3.1.3 Circulatory regulation

IMφs play an important role in embryonic angiogenesis and circulatory regulation (47, 48). IMφ-derived insulin-like growth factor-1 (IGF-1) is a signaling factor that promotes intestinal microvascular development in neonatal mice. When Mφs sense endothelial cells (EnCs) in juxtaposed villi, they produce more IGF-1, which promotes the expression of vascular endothelial growth factor (VEGF) and EnC proliferation, which is helpful for the development of intestinal microvascular (49). About the relation between intestinal microvascular development and NEC, it was reviewed in “Intestinal microvascular dysplasia in preterm infants significantly contributes to NEC, and defects in the intestinal VEGF-A/VEGFR2 signaling pathway reduce EnC proliferation and the density of the intestinal microvascular network” (50). Yan et al. found that IGF-1-producing Mφs are decreased in human NEC, and defective IGF-1 impairs intestinal microvascular development by reducing the expression of VEGF/VEGFR2, resulting in an increased susceptibility to NEC (49).

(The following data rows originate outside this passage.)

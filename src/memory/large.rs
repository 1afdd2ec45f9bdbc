//! Registry for OS-direct large allocations (beyond the buddy tier) and
//! for aligned requests no size class can satisfy.
//!
//! Every mapping is tracked in a serialised map keyed by the user pointer.
//! Plain allocations attempt explicit huge pages first (with a runtime
//! probe that strikes out sizes after their first failure); over-aligned
//! allocations over-reserve and return an aligned sub-pointer.

use super::vm::{PlatformVmOps, VmError, VmOps};
use crate::sync::Mutex;
use std::collections::HashMap;
use std::ptr::NonNull;

/// Everything below this normally routes to the buddy tier; the registry
/// still accepts smaller sizes for the over-aligned path.
#[allow(dead_code)]
pub(crate) const MIN_LARGE_SIZE: usize = 2 * 1024 * 1024;

#[derive(Clone, Copy, Debug)]
pub(crate) struct LargeAlloc {
    /// User-visible size (the charged size).
    pub(crate) size: usize,
    /// Base of the OS mapping (differs from the key for aligned allocs).
    base: usize,
    /// Total mapped bytes.
    mapped: usize,
    pub(crate) tag: u8,
    #[allow(dead_code)]
    pub(crate) huge: bool,
    #[allow(dead_code)]
    aligned: bool,
}

/// Runtime probe for huge page availability, seeded from
/// `supported_page_sizes()`. A size is tried largest-first and struck off
/// after its first runtime failure, so a system without a hugetlb pool
/// pays for exactly one failed mmap.
struct HugePageProbe {
    /// `(page_size, should_try)`, sorted descending.
    sizes: Vec<(usize, bool)>,
}

impl HugePageProbe {
    fn new() -> Self {
        let base = PlatformVmOps::page_size();
        let mut sizes: Vec<(usize, bool)> = PlatformVmOps::supported_page_sizes()
            .into_iter()
            .filter(|&s| s > base)
            .map(|s| (s, true))
            .collect();
        sizes.sort_by_key(|&(s, _)| std::cmp::Reverse(s));
        Self { sizes }
    }

    fn disabled() -> Self {
        Self { sizes: Vec::new() }
    }

    fn mark_unavailable(&mut self, page_size: usize) {
        if let Some(entry) = self.sizes.iter_mut().find(|(s, _)| *s == page_size) {
            entry.1 = false;
        }
        #[cfg(debug_assertions)]
        eprintln!(
            "[cellar] {}MB huge pages unavailable at runtime; falling back to regular pages",
            page_size / (1024 * 1024),
        );
    }
}

struct LargeInner {
    allocs: HashMap<usize, LargeAlloc>,
    /// Sum of user-visible sizes.
    total_allocated: usize,
    /// Sum of mapped bytes (committed physical backing).
    total_mapped: usize,
    huge_probe: HugePageProbe,
}

pub(crate) struct LargeRegistry {
    inner: Mutex<LargeInner>,
}

// Safety: the registry owns every mapping it tracks; the mutex serialises
// all access.
unsafe impl Send for LargeRegistry {}
// Safety: same.
unsafe impl Sync for LargeRegistry {}

impl LargeRegistry {
    pub(crate) fn new(use_huge_pages: bool) -> Self {
        Self {
            inner: Mutex::new(LargeInner {
                allocs: HashMap::new(),
                total_allocated: 0,
                total_mapped: 0,
                huge_probe: if use_huge_pages {
                    HugePageProbe::new()
                } else {
                    HugePageProbe::disabled()
                },
            }),
        }
    }

    fn lock(&self) -> crate::sync::MutexGuard<'_, LargeInner> {
        self.inner
            .lock()
            .unwrap_or_else(std::sync::PoisonError::into_inner)
    }

    /// Map a fresh region of at least `size` bytes, trying huge pages
    /// first when `huge_hint` is set.
    pub(crate) fn alloc(
        &self,
        size: usize,
        tag: u8,
        huge_hint: bool,
    ) -> Result<NonNull<u8>, VmError> {
        debug_assert!(size > 0);
        let page_size = PlatformVmOps::page_size();
        let map_len = size.next_multiple_of(page_size);

        let mut inner = self.lock();

        if huge_hint {
            for i in 0..inner.huge_probe.sizes.len() {
                let (hp_size, should_try) = inner.huge_probe.sizes[i];
                if !should_try || hp_size > map_len {
                    continue;
                }
                let alloc_len = map_len.next_multiple_of(hp_size);
                // Safety: alloc_len is a non-zero multiple of hp_size.
                match unsafe { PlatformVmOps::alloc_huge(alloc_len, hp_size) } {
                    Ok(ptr) => {
                        inner.allocs.insert(
                            ptr.as_ptr() as usize,
                            LargeAlloc {
                                size,
                                base: ptr.as_ptr() as usize,
                                mapped: alloc_len,
                                tag,
                                huge: true,
                                aligned: false,
                            },
                        );
                        inner.total_allocated += size;
                        inner.total_mapped += alloc_len;
                        return Ok(ptr);
                    }
                    Err(_) => inner.huge_probe.mark_unavailable(hp_size),
                }
            }
        }

        // Regular pages: reserve + commit in one go.
        // Safety: fresh mapping of map_len bytes.
        let ptr = unsafe {
            let ptr = PlatformVmOps::reserve(map_len)?;
            if let Err(e) = PlatformVmOps::commit(ptr, map_len) {
                drop(PlatformVmOps::release(ptr, map_len));
                return Err(e);
            }
            ptr
        };

        inner.allocs.insert(
            ptr.as_ptr() as usize,
            LargeAlloc {
                size,
                base: ptr.as_ptr() as usize,
                mapped: map_len,
                tag,
                huge: false,
                aligned: false,
            },
        );
        inner.total_allocated += size;
        inner.total_mapped += map_len;
        Ok(ptr)
    }

    /// Map a region whose start address is a multiple of `align`.
    /// Alignments up to the page size come for free; larger ones
    /// over-reserve by `align` and commit only the aligned window.
    pub(crate) fn alloc_aligned(
        &self,
        size: usize,
        align: usize,
        tag: u8,
    ) -> Result<NonNull<u8>, VmError> {
        debug_assert!(size > 0 && align.is_power_of_two());
        let page_size = PlatformVmOps::page_size();
        if align <= page_size {
            return self.alloc(size, tag, false);
        }

        let map_len = size.next_multiple_of(page_size);
        // Worst case the base sits (align - page_size) bytes before the
        // next aligned boundary.
        let total = (map_len + align - page_size).next_multiple_of(page_size);

        // Safety: fresh reservation; the aligned window is committed below.
        let (base, aligned_ptr) = unsafe {
            let base = PlatformVmOps::reserve(total)?;
            let aligned_addr = (base.as_ptr() as usize).next_multiple_of(align);
            let aligned_ptr = NonNull::new_unchecked(aligned_addr as *mut u8);
            if let Err(e) = PlatformVmOps::commit(aligned_ptr, map_len) {
                drop(PlatformVmOps::release(base, total));
                return Err(e);
            }
            (base, aligned_ptr)
        };

        let mut inner = self.lock();
        inner.allocs.insert(
            aligned_ptr.as_ptr() as usize,
            LargeAlloc {
                size,
                base: base.as_ptr() as usize,
                mapped: total,
                tag,
                huge: false,
                aligned: true,
            },
        );
        inner.total_allocated += size;
        inner.total_mapped += total;
        Ok(aligned_ptr)
    }

    /// Unmap a registered allocation. Returns the record, or `None` when
    /// the pointer is not ours (the caller treats that as a no-op).
    pub(crate) fn free(&self, ptr: NonNull<u8>) -> Option<LargeAlloc> {
        let mut inner = self.lock();
        let entry = inner.allocs.remove(&(ptr.as_ptr() as usize))?;
        inner.total_allocated -= entry.size;
        inner.total_mapped -= entry.mapped;
        drop(inner);

        // Safety: the mapping belongs to us and nothing references it any
        // more (caller contract).
        unsafe {
            let base = NonNull::new_unchecked(entry.base as *mut u8);
            drop(PlatformVmOps::release(base, entry.mapped));
        }
        Some(entry)
    }

    /// Registered record for a pointer, if it is ours.
    pub(crate) fn lookup(&self, ptr: NonNull<u8>) -> Option<LargeAlloc> {
        self.lock().allocs.get(&(ptr.as_ptr() as usize)).copied()
    }

    #[allow(dead_code)]
    pub(crate) fn owns(&self, ptr: NonNull<u8>) -> bool {
        self.lock().allocs.contains_key(&(ptr.as_ptr() as usize))
    }

    #[allow(dead_code)]
    pub(crate) fn bytes_allocated(&self) -> usize {
        self.lock().total_allocated
    }

    pub(crate) fn mapped_bytes(&self) -> usize {
        self.lock().total_mapped
    }

    #[allow(dead_code)]
    pub(crate) fn allocation_count(&self) -> usize {
        self.lock().allocs.len()
    }
}

impl Drop for LargeRegistry {
    fn drop(&mut self) {
        let mut inner = self.lock();
        for (_, entry) in inner.allocs.drain() {
            // Safety: context teardown; the caller guarantees no pointer
            // into these mappings survives.
            unsafe {
                let base = NonNull::new_unchecked(entry.base as *mut u8);
                drop(PlatformVmOps::release(base, entry.mapped));
            }
        }
        inner.total_allocated = 0;
        inner.total_mapped = 0;
    }
}

#[cfg(all(test, not(loom)))]
mod tests {
    use super::*;

    #[test]
    fn alloc_free_roundtrip() {
        let registry = LargeRegistry::new(true);
        let size = 3 * 1024 * 1024;
        let p = registry.alloc(size, 5, true).unwrap();

        // Safety: mapping spans `size` exclusive bytes.
        unsafe {
            *p.as_ptr() = 0x11;
            *p.as_ptr().add(size - 1) = 0x22;
            assert_eq!(*p.as_ptr(), 0x11);
        }

        assert!(registry.owns(p));
        assert_eq!(registry.bytes_allocated(), size);
        assert_eq!(registry.allocation_count(), 1);

        let entry = registry.free(p).expect("registry should own p");
        assert_eq!(entry.size, size);
        assert_eq!(entry.tag, 5);
        assert_eq!(registry.allocation_count(), 0);
        assert_eq!(registry.bytes_allocated(), 0);
    }

    #[test]
    fn free_of_unknown_pointer_is_none() {
        let registry = LargeRegistry::new(false);
        let bogus = NonNull::new(0x1000 as *mut u8).unwrap();
        assert!(registry.free(bogus).is_none());
    }

    #[test]
    fn aligned_beyond_page_size() {
        let registry = LargeRegistry::new(false);
        let align = PlatformVmOps::page_size() * 16;
        let size = 64 * 1024;
        let p = registry.alloc_aligned(size, align, 0).unwrap();
        assert!((p.as_ptr() as usize).is_multiple_of(align));

        // Safety: the aligned window is committed.
        unsafe {
            std::ptr::write_bytes(p.as_ptr(), 0xEE, size);
            assert_eq!(*p.as_ptr().add(size - 1), 0xEE);
        }

        assert!(registry.free(p).is_some());
    }

    #[test]
    fn aligned_within_page_size_takes_plain_path() {
        let registry = LargeRegistry::new(false);
        let p = registry.alloc_aligned(8192, 64, 0).unwrap();
        assert!((p.as_ptr() as usize).is_multiple_of(64));
        registry.free(p);
    }

    #[test]
    fn lookup_reports_record() {
        let registry = LargeRegistry::new(false);
        let p = registry.alloc(MIN_LARGE_SIZE + 1, 9, false).unwrap();
        let rec = registry.lookup(p).expect("registry should own p");
        assert_eq!(rec.size, MIN_LARGE_SIZE + 1);
        assert_eq!(rec.tag, 9);
        assert!(!rec.huge);
        registry.free(p);
        assert!(registry.lookup(p).is_none());
    }

    #[test]
    fn drop_releases_everything() {
        let registry = LargeRegistry::new(false);
        let _a = registry.alloc(MIN_LARGE_SIZE, 0, false).unwrap();
        let _b = registry.alloc_aligned(4096, PlatformVmOps::page_size() * 4, 0).unwrap();
        assert_eq!(registry.allocation_count(), 2);
        drop(registry);
        // No assertion possible beyond "does not crash / leak tracked by OS".
    }
}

In addition, the immature intestinal circulation regulation in preterm infants is affected by perinatal hypoxia-ischemic injury, which changes the balance of microvascular tension and blood flow patterns in microvessels, causing intestinal ischemia and triggering the inflammatory cascade of NEC (51). Intestinal injury is mainly caused by restored oxygen levels and re-injection of blood flow. Intestinal ischemia-reperfusion (I/R) injury and its inflammatory response are mediated by innate immune components such as Mφs (48), and promoting the transformation of M1 macrophages to M2 macrophages may reduce intestinal I/R injury (52). Recently, it was found that Lactobacillus murine promotes the release of IL-10 from Mφs through TLR2, which can reduce I/R injury, suggesting that the gut microbiota are involved in the process of intestinal I/R injury (53).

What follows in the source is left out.